» **EXERCISE MATERIAL**
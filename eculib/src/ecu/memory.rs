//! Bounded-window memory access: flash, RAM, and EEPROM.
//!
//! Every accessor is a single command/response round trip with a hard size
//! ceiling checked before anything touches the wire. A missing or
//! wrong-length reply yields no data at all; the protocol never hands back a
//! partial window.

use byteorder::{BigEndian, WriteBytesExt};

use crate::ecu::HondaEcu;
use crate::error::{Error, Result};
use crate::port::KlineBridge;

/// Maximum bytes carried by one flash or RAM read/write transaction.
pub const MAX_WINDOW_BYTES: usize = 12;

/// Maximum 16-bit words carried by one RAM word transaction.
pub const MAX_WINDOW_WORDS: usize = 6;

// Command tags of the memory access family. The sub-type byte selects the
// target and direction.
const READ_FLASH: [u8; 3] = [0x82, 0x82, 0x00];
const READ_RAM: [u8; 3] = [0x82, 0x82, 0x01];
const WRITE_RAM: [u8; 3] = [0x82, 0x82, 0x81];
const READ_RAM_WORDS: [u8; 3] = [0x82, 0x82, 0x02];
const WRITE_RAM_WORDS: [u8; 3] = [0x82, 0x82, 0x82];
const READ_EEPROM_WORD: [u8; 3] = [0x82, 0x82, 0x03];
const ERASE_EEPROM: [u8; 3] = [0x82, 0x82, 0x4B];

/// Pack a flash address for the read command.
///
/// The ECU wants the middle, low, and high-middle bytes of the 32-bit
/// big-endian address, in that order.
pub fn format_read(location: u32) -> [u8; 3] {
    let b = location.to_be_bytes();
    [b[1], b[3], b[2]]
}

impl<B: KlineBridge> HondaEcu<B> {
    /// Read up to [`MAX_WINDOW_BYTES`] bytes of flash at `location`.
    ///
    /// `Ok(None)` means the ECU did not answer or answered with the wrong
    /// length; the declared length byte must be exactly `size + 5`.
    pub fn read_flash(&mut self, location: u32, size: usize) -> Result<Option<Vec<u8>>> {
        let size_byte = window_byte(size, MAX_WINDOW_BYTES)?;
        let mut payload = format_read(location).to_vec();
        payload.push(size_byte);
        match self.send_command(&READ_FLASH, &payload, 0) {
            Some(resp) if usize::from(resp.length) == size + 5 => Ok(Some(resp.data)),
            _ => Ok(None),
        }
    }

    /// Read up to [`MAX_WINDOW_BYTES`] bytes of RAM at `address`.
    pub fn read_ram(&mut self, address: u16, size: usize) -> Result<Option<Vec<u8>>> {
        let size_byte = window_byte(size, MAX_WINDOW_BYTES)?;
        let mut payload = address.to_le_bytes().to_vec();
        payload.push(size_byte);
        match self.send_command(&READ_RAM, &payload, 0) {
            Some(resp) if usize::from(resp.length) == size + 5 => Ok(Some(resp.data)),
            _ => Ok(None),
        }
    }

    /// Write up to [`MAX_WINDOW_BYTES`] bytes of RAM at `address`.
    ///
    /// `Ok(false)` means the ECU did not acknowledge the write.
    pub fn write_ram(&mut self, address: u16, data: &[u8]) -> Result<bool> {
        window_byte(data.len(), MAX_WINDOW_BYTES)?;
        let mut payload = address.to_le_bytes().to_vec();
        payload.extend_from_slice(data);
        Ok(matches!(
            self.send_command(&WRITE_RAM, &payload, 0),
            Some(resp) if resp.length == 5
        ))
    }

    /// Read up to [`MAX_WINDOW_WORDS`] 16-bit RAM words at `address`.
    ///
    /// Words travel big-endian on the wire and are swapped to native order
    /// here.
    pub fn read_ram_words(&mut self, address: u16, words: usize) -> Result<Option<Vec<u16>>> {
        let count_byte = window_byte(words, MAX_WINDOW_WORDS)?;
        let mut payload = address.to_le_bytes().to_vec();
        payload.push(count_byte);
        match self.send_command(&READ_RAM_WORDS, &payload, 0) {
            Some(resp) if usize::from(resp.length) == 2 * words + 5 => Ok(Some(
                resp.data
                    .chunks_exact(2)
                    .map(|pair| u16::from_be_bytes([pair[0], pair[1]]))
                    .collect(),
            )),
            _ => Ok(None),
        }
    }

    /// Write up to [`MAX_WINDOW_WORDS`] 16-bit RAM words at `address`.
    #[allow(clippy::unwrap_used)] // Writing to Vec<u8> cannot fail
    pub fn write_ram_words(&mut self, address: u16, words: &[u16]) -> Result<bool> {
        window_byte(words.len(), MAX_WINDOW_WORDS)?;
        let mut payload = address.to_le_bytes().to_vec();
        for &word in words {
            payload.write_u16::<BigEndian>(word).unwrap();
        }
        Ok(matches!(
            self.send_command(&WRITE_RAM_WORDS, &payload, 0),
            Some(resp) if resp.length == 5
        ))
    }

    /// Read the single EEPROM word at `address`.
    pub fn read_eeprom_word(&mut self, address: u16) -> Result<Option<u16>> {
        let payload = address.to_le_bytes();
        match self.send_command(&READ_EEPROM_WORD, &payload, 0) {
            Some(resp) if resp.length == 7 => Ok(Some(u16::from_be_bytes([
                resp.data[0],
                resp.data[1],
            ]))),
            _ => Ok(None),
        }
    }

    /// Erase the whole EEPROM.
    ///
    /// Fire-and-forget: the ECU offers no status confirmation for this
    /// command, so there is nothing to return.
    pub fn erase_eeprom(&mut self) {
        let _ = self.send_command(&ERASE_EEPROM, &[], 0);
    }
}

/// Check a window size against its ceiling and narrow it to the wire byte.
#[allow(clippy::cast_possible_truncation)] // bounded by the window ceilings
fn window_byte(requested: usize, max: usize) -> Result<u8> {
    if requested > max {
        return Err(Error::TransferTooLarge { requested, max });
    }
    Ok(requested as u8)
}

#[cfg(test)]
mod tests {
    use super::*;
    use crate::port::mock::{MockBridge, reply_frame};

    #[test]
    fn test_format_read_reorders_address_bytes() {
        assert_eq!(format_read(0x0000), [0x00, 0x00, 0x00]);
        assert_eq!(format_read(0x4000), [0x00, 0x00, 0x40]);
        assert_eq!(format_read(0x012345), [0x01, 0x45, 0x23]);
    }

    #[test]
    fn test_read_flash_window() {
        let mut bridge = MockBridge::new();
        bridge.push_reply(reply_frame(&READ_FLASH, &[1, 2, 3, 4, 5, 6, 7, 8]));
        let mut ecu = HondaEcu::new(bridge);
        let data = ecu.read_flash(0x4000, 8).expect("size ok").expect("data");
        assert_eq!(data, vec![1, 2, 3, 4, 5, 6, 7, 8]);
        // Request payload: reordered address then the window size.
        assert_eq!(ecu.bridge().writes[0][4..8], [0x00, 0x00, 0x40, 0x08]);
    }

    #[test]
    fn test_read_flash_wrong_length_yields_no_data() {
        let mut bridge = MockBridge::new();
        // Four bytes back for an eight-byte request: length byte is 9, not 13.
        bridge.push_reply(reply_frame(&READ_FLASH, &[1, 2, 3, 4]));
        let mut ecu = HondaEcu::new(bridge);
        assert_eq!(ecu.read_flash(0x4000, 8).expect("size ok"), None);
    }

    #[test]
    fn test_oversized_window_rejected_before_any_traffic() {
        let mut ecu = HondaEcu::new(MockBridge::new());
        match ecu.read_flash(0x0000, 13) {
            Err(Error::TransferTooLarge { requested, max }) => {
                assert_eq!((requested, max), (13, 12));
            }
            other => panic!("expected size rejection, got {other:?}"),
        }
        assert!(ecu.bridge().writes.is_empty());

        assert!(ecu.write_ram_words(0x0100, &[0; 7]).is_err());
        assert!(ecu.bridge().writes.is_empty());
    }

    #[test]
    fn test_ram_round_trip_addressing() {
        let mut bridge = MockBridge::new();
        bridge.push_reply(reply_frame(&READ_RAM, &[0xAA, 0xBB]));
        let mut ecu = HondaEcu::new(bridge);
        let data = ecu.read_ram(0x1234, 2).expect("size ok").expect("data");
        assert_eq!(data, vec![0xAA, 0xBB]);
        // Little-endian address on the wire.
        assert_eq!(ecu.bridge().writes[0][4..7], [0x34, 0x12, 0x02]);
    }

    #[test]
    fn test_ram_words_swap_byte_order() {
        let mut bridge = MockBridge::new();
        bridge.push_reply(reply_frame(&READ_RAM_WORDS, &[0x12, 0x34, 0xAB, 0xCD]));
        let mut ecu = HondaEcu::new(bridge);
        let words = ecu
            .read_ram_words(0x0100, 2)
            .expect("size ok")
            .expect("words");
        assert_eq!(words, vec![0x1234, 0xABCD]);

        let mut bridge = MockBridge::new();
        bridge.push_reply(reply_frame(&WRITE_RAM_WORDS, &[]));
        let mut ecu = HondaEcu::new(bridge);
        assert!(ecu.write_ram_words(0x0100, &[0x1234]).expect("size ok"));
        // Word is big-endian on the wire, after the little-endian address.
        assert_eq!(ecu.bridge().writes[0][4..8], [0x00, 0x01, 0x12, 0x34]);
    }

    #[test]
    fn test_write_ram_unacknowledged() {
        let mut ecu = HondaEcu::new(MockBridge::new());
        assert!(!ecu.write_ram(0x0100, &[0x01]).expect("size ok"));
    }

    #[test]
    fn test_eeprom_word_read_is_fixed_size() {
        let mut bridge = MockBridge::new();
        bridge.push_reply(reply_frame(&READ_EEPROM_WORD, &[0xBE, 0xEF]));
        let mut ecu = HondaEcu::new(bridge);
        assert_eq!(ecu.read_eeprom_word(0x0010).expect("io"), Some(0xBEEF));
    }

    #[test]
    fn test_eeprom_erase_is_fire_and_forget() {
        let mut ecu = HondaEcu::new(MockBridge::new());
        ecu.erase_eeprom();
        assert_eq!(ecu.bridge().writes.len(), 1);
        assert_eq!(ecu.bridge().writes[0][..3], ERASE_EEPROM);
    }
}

» **PROBLEM**
Scan the entries above for the word "transaction" and collect each line holding it.

» **TASK OUTPUT**
/// Maximum bytes carried by one flash or RAM read/write transaction.
/// Maximum 16-bit words carried by one RAM word transaction.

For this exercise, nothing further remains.